Commonly used as a preservative, we've seen some studies that suggest BHA may negatively impact hormone and reproductive systems—and it can definitely be an irritant to many people's skin..
No coal tar
Sometimes used in products that are intended to treat psoriasis, coal tar may also be carcinogenic in high doses, which makes sense, given that it's derived from burning coal. In small doses, it can also easily irritate skin, and since it's frequently tested on animals, there's no ensuring it's cruelty-free.
No Formaldehyde-reelasing agents
Even if a product's label claims that it's formaldehyde-free, some of its ingredients may release small amounts of formaldehyde over time. The list of these chemicals is long, but here are a few to watch for: diazolidinyl urea, imidazolidinyl urea, polyoxymethylene urea, quaternium-15, DMDM hydantoin, sodium hydroxymethylglycinate, bromopol, and glyoxal. Formaldehyde can easily cause allergic reactions, may possibly build up in the system, and be cancer-causing..
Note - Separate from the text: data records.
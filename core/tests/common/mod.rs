//! Common test utilities and helpers for integration tests

#![allow(dead_code)]

use std::collections::VecDeque;
use std::time::Duration;
use testfan_core::grouping::scope_of;
use testfan_core::testing::{RecordingWorker, WorkerRecord};
use testfan_core::{DistMode, ItemIndex, Scheduler, SchedulerBuilder, SchedulerConfig};

/// Build a boxed scheduler with a fixed seed
pub fn scheduler(mode: DistMode, workers: usize) -> Box<dyn Scheduler> {
    SchedulerBuilder::new(SchedulerConfig::new(mode, workers).with_seed(7))
        .build()
        .unwrap()
}

/// `count` items for each `(scope, count)` pair, in order
pub fn scoped_items(scopes: &[(&str, usize)]) -> Vec<String> {
    scopes
        .iter()
        .flat_map(|(scope, count)| (0..*count).map(move |i| format!("{}::test_{}", scope, i)))
        .collect()
}

/// A simulated worker that mirrors what its handle received.
///
/// Like a real worker it holds its last pending item until more work or a
/// shutdown arrives.
#[derive(Debug)]
pub struct SimWorker {
    pub record: WorkerRecord,
    seen_batches: usize,
    pub pending: VecDeque<ItemIndex>,
    pub completed: Vec<ItemIndex>,
}

impl SimWorker {
    fn sync(&mut self) {
        let batches = self.record.batches();
        for batch in &batches[self.seen_batches..] {
            self.pending.extend(batch.iter().copied());
        }
        self.seen_batches = batches.len();
    }

    /// Whether the worker is executing its head item right now.
    pub fn is_running(&self) -> bool {
        self.pending.len() >= 2 || (self.record.is_shut_down() && !self.pending.is_empty())
    }

    pub fn id(&self) -> &str {
        self.record.id()
    }
}

/// Drives a scheduler with simulated workers, one completion at a time.
#[derive(Debug)]
pub struct Cluster {
    pub scheduler: Box<dyn Scheduler>,
    pub workers: Vec<SimWorker>,
    pub crashed: Vec<String>,
    retired: Vec<ItemIndex>,
    next: usize,
}

impl Cluster {
    pub fn new(scheduler: Box<dyn Scheduler>) -> Self {
        Self {
            scheduler,
            workers: Vec::new(),
            crashed: Vec::new(),
            retired: Vec::new(),
            next: 0,
        }
    }

    /// Register a worker without reporting its collection.
    pub fn join(&mut self, id: &str) {
        let (handle, record) = RecordingWorker::boxed(id);
        self.scheduler.add_worker(handle).unwrap();
        self.workers.push(SimWorker {
            record,
            seen_batches: 0,
            pending: VecDeque::new(),
            completed: Vec::new(),
        });
    }

    /// Register workers, report the same collection for each and schedule.
    pub fn start(&mut self, ids: &[&str], items: &[String]) {
        for id in ids {
            self.join(id);
        }
        for id in ids {
            let mismatches = self
                .scheduler
                .add_worker_collection(id, items.to_vec())
                .unwrap();
            assert!(mismatches.is_empty());
        }
        assert!(self.scheduler.is_collection_complete());
        self.scheduler.schedule();
        self.sync();
    }

    pub fn sync(&mut self) {
        for worker in &mut self.workers {
            worker.sync();
        }
    }

    pub fn worker(&self, id: &str) -> &SimWorker {
        self.workers.iter().find(|w| w.id() == id).unwrap()
    }

    /// Complete the head item of `id`.
    pub fn complete(&mut self, id: &str, duration: Duration) -> ItemIndex {
        let worker = self.workers.iter_mut().find(|w| w.id() == id).unwrap();
        let index = worker.pending.pop_front().unwrap();
        worker.completed.push(index);
        self.scheduler
            .mark_item_complete(id, index, duration)
            .unwrap();
        self.sync();
        index
    }

    /// Complete one item on the next running worker, round robin.
    /// Returns false when no worker is running.
    pub fn step(&mut self) -> bool {
        let count = self.workers.len();
        for offset in 0..count {
            let position = (self.next + offset) % count;
            if self.workers[position].is_running() {
                self.next = position + 1;
                let id = self.workers[position].id().to_string();
                self.complete(&id, Duration::from_millis(1));
                return true;
            }
        }
        false
    }

    /// Remove `id` as if its process died.
    pub fn crash(&mut self, id: &str) -> Option<String> {
        let position = self.workers.iter().position(|w| w.id() == id).unwrap();
        let worker = self.workers.remove(position);
        self.retired.extend(worker.completed);
        let crashed = self.scheduler.remove_worker(id).unwrap();
        if let Some(item) = &crashed {
            self.crashed.push(item.clone());
        }
        self.sync();
        crashed
    }

    /// Scopes of the items being executed right now.
    pub fn running_scopes(&self) -> Vec<String> {
        let collection = self.scheduler.collection().unwrap_or_default();
        let mut scopes: Vec<String> = self
            .workers
            .iter()
            .filter(|w| w.is_running())
            .filter_map(|w| w.pending.front())
            .map(|index| scope_of(&collection[*index]).to_string())
            .collect();
        scopes.sort();
        scopes.dedup();
        scopes
    }

    /// Run until nothing is left, calling `check` before every completion.
    pub fn run_with(&mut self, mut check: impl FnMut(&Cluster)) {
        let mut shutdown_sent = false;
        for _ in 0..100_000 {
            check(self);
            if self.step() {
                continue;
            }
            if !shutdown_sent && self.scheduler.all_work_finished() {
                self.scheduler.shutdown_all();
                self.sync();
                shutdown_sent = true;
                continue;
            }
            break;
        }
        assert!(
            !self.scheduler.has_pending_work(),
            "stalled with pending work: {:?}",
            self.workers
        );
    }

    pub fn run(&mut self) {
        self.run_with(|_| {});
    }

    /// Every completed index, including those of crashed workers, sorted.
    pub fn completed(&self) -> Vec<ItemIndex> {
        let mut all: Vec<ItemIndex> = self
            .workers
            .iter()
            .flat_map(|w| w.completed.iter().copied())
            .chain(self.retired.iter().copied())
            .collect();
        all.sort_unstable();
        all
    }
}

pub fn index_of(items: &[String], id: &str) -> ItemIndex {
    items.iter().position(|item| item == id).unwrap()
}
Commonly used in skin brightening products to help lift dark spots—and in extremely problematic "skin lighteners" that are marketed almost exclusively towards people of color—hydroquinone has been banned in the EU, but is still available in the United States. It's been linked to issues like skin cancer, and may harm the upper respiratory tract if inhaled.
No Sodium Lauroyl Sarcosinate
Used as a foaming agent in cleansers, sodium lauroyl sarcosinate is problematic because it's a penetration enhancer—it alters the skin's structure to help other chemicals penetrate deeper. This may sound like a good thing for helping us absorb good ingredients, but it can help potential toxins absorb more readily, as well.
Thimerosal can be used as a preservative, as well as a brightening agent for the skin. However, it's derived from mercury, which makes it potentially very dangerous. Mercury is well-known for its ability to damage the kidneys, as well as the digestive, immune, and nervous systems..
No Triclocarban / Troclosan
An antibacterial that can be found in cleansers, triclocarban may be irritating to skin, and has also been linked to disrupting our hormonal systems and organ toxicity. It's also simply a much stronger antibacterial than is really necessary for home use—it was originally intended for hospital workers.